Quick notes on database storage internals. Watched this video and it clicked.
The Core Problem
Databases can’t keep everything in RAM—it’s volatile and expensive. Data lives on disk, which is 1000x+ slower than RAM.
- RAM: ~100 nanoseconds access time
- SSD: ~10-20 microseconds
- HDD: ~5-10 milliseconds
The real killer? Random access. HDD seeks cost 5-10ms each. Reading 1000 random records = 10 seconds just in seek time.
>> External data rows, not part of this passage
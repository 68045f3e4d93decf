//! The tag query engine.
//!
//! An engine is built once per workspace.  Construction validates, in order,
//! that the tagging tool answers its version query with the expected product
//! marker and that its root query finds a tag database.  The outcome is
//! frozen into an [`EngineState`]; a failed engine never runs the tool again
//! and answers every query with the stored [`InitError`].
//!
//! Every query returns `Ok(None)` when the tool ran and found nothing, and
//! `Ok(Some(..))` with at least one entry otherwise.  Tool failures surface
//! as [`QueryError::QueryFailed`], never as an empty result.

use std::path::{Path, PathBuf};
use std::time::Duration;

use tracing::{debug, info, warn};

use crate::config::ToolConfig;
use crate::errors::{InitError, InvocationError, QueryError};
use crate::parser;
use crate::runner::{CancelToken, Invocation, ProcessRunner, Runner};
use crate::types::{QueryKind, TagLocation};

/// Executable used when no explicit path is configured.
pub const DEFAULT_TOOL: &str = "global";

// ---------------------------------------------------------------------------
// Tool flags
// ---------------------------------------------------------------------------

/// Argument lists placed before the query term, one per tool query.
#[derive(Debug, Clone, PartialEq, Eq)]
pub struct ToolFlags {
    pub version: Vec<String>,
    pub root: Vec<String>,
    pub definition: Vec<String>,
    pub reference: Vec<String>,
    pub symbols: Vec<String>,
    pub completion: Vec<String>,
    pub files: Vec<String>,
}

fn strings(items: &[&str]) -> Vec<String> {
    items.iter().map(|s| s.to_string()).collect()
}

impl Default for ToolFlags {
    /// GNU Global flags: `-a` prints absolute paths, `-x` prints
    /// cross-reference records, `-r` looks up references, `-c` completes
    /// symbol names and `-P` lists indexed paths.
    fn default() -> Self {
        Self {
            version: strings(&["--version"]),
            root: strings(&["-p"]),
            definition: strings(&["-a", "-x"]),
            reference: strings(&["-a", "-r", "-x"]),
            symbols: strings(&["-c"]),
            completion: strings(&["-c"]),
            files: strings(&["-a", "-P"]),
        }
    }
}

impl ToolFlags {
    pub fn for_query(&self, kind: QueryKind) -> &[String] {
        match kind {
            QueryKind::Definition => &self.definition,
            QueryKind::Reference => &self.reference,
            QueryKind::Symbols => &self.symbols,
            QueryKind::Files => &self.files,
            QueryKind::Completion => &self.completion,
        }
    }
}

/// Build the argument vector for one query.  An empty term is omitted so
/// the tool sees "no pattern" (all symbols, all files) rather than `""`.
/// Otherwise `--` ends option parsing, so a term like `-u` stays a term.
fn query_args(flags: &[String], term: &str) -> Vec<String> {
    let mut args = flags.to_vec();
    if !term.is_empty() {
        args.push("--".to_string());
        args.push(term.to_string());
    }
    args
}

// ---------------------------------------------------------------------------
// Options and state
// ---------------------------------------------------------------------------

/// Everything the engine needs to know about the tool, read once at
/// construction.
#[derive(Debug, Clone, PartialEq, Eq)]
pub struct EngineOptions {
    pub tool_path: Option<PathBuf>,
    pub version_marker: String,
    pub not_found_marker: String,
    pub flags: ToolFlags,
}

impl Default for EngineOptions {
    fn default() -> Self {
        Self::from(&ToolConfig::default())
    }
}

impl From<&ToolConfig> for EngineOptions {
    fn from(tool: &ToolConfig) -> Self {
        Self {
            tool_path: tool.path.clone(),
            version_marker: tool.version_marker.clone(),
            not_found_marker: tool.not_found_marker.clone(),
            flags: tool.flags.clone(),
        }
    }
}

/// Result of engine validation.  Never changes after construction.
#[derive(Debug, Clone, PartialEq, Eq)]
pub struct EngineState {
    /// Directory every tool invocation runs in.
    pub working_root: PathBuf,
    /// Executable that is invoked.
    pub tool_path: PathBuf,
    pub tool_version_valid: bool,
    pub tag_root_found: bool,
    /// Why validation failed, if it did.
    pub init_error: Option<InitError>,
    /// First line of the tool's version output.
    pub tool_version: Option<String>,
    /// Database root as printed by the tool's root query.
    pub tag_root: Option<PathBuf>,
}

impl EngineState {
    pub fn is_ready(&self) -> bool {
        self.init_error.is_none()
    }

    /// Human-readable construction error, empty when the engine is ready.
    pub fn init_error_message(&self) -> String {
        self.init_error
            .as_ref()
            .map(ToString::to_string)
            .unwrap_or_default()
    }
}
Sequential reads are way faster.
So databases obsess over locality—keeping related data close together on disk.
Two Main Storage Strategies
B+ Trees (Read-Optimized)
Used by: PostgreSQL, MySQL, SQLite
How it works:
- Data organized in a sorted tree structure
- Each lookup takes 3-4 disk reads (even with billions of records)
- Tree height is predictable:
log(records)
The catch: Writes are expensive. Inserting can trigger page splits, rebalancing, and multiple writes for a single logical insert. This is write amplification.
Good for: OLTP, transactions, mixed workloads with frequent lookups
LSM Trees (Write-Optimized)
Used by: Cassandra, ScyllaDB, RocksDB, ClickHouse
How it works:
- Writes go to in-memory structure first (memtable)
- When full, flush to disk as sorted, immutable files (SSTables)
- All writes are sequential—no random I/O
- Background compaction merges old SSTables
The catch: Reads check multiple files. Uses bloom filters (probabilistic data structure) to skip files that definitely don’t contain a key.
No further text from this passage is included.